EXERCISE MATERIALS Start Marker

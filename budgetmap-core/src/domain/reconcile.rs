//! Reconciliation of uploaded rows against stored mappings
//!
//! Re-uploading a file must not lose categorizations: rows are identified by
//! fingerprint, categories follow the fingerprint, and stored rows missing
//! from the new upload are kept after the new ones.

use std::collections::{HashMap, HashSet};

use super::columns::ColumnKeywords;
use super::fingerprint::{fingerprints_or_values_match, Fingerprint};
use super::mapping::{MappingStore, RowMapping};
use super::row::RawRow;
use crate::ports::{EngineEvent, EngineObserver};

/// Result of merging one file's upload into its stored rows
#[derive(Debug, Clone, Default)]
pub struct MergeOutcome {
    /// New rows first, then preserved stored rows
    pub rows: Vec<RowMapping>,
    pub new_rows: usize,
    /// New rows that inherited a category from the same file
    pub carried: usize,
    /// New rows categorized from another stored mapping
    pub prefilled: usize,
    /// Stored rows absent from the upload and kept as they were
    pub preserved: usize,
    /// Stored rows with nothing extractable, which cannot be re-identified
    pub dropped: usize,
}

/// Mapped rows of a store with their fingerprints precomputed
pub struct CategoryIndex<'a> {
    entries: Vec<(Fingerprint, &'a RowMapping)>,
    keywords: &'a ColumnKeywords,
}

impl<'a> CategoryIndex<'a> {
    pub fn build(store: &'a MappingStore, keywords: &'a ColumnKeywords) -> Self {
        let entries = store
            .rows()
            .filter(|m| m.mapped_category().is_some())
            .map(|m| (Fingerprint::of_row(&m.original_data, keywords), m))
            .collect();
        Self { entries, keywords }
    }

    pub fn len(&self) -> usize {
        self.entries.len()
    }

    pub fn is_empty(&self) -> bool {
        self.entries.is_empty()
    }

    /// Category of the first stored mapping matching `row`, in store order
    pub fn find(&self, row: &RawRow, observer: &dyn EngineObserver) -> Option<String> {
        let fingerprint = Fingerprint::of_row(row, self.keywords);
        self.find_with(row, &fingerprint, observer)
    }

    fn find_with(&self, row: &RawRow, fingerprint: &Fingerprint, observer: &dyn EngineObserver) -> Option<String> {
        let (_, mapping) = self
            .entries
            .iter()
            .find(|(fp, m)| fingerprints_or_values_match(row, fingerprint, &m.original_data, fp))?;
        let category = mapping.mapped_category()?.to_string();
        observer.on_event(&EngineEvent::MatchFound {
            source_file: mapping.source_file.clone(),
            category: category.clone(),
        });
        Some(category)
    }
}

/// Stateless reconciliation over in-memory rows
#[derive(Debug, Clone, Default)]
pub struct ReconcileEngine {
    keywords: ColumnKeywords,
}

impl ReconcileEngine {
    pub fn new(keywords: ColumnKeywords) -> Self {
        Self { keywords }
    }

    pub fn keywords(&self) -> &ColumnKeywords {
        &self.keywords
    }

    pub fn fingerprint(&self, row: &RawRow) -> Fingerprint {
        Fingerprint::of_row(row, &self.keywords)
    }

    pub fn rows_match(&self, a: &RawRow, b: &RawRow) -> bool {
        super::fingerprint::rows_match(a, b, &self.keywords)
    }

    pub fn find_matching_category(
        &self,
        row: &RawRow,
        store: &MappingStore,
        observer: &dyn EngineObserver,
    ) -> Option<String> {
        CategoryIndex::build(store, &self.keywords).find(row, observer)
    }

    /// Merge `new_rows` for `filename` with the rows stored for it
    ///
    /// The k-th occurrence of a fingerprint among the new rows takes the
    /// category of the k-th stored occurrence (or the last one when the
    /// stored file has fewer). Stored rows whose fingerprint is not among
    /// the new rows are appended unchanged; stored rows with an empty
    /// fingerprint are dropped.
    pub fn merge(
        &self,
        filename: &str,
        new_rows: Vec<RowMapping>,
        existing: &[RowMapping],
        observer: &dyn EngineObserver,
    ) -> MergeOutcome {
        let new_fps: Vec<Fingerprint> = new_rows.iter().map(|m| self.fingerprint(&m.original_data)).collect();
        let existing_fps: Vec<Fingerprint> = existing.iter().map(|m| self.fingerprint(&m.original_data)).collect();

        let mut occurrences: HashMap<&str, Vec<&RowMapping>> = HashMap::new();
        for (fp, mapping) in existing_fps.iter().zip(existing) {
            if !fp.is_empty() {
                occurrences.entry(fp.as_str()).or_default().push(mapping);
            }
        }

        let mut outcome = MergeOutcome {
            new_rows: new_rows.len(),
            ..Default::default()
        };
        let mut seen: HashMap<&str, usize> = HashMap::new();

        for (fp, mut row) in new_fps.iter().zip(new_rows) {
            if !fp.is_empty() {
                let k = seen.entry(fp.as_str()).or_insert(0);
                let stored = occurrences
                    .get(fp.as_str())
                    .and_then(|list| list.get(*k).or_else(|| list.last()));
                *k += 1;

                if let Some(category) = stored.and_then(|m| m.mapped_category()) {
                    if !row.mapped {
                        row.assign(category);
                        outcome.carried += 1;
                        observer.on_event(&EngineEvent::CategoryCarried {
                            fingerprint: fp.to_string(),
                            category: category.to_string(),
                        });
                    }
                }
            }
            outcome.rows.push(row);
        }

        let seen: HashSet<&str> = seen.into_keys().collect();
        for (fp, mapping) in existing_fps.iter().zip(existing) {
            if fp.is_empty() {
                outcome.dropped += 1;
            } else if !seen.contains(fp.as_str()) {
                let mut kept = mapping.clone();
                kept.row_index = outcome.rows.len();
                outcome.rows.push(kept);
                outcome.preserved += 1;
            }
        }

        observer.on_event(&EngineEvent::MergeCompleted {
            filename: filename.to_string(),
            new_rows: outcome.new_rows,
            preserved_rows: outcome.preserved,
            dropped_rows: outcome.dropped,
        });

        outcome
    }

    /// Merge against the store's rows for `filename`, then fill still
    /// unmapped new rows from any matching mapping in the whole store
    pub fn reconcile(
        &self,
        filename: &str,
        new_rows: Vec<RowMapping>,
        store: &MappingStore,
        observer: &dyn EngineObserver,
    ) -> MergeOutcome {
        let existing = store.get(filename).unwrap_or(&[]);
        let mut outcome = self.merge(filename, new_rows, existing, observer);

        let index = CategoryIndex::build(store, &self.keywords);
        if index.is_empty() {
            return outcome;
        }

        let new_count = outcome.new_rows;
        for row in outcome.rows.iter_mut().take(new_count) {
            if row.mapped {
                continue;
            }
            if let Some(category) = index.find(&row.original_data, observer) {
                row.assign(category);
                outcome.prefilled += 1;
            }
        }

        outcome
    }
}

EXERCISE MATERIALS End Marker
EXERCISE MATERIALS Start Marker

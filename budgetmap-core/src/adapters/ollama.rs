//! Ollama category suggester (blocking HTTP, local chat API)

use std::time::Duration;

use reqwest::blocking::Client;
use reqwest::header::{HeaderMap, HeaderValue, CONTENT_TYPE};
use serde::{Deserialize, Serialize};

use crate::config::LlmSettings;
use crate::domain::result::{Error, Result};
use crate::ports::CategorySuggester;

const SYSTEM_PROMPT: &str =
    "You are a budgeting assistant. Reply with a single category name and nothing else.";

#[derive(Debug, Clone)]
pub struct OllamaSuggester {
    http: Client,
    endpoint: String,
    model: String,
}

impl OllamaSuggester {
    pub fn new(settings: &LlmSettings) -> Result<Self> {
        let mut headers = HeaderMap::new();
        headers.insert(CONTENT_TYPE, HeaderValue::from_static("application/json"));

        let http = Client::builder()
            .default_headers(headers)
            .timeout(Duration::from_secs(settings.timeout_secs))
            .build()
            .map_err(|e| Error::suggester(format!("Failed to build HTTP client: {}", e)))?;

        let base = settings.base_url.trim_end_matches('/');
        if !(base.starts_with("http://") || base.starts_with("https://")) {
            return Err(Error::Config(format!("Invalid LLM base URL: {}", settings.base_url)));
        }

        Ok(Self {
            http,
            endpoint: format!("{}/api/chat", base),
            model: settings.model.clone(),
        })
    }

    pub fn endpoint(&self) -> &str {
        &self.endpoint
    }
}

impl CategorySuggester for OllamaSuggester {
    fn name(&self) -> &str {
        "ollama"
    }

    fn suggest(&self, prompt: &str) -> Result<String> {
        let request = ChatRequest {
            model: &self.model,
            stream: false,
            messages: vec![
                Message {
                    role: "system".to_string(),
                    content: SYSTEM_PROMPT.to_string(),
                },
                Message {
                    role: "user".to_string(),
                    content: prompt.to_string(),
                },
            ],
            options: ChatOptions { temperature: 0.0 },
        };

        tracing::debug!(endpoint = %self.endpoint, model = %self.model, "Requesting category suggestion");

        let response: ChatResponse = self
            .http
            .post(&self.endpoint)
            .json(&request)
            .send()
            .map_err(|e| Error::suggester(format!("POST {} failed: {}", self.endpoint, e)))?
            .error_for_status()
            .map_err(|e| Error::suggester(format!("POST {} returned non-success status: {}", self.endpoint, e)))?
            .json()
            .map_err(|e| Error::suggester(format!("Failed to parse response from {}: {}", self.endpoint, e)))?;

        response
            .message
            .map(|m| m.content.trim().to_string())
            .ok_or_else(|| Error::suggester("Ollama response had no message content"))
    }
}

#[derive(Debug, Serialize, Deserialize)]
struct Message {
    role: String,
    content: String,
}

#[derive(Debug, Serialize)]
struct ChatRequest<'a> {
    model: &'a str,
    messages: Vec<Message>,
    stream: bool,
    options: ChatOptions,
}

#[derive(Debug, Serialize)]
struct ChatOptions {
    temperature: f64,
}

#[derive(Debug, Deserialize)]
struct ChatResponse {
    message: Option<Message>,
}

EXERCISE MATERIALS End Marker

WHAT IS BEING ASKED - One stretch of the lines above is wanted, from the line that contains "filename budgetmap-core/src/domain/reconcile.rs" through the line that contains "use super::columns::ColumnKeywords;". Output it exactly.

WRITTEN REPLY -
filename budgetmap-core/src/domain/reconcile.rs
//! Reconciliation of uploaded rows against stored mappings
//!
//! Re-uploading a file must not lose categorizations: rows are identified by
//! fingerprint, categories follow the fingerprint, and stored rows missing
//! from the new upload are kept after the new ones.

use std::collections::{HashMap, HashSet};

use super::columns::ColumnKeywords;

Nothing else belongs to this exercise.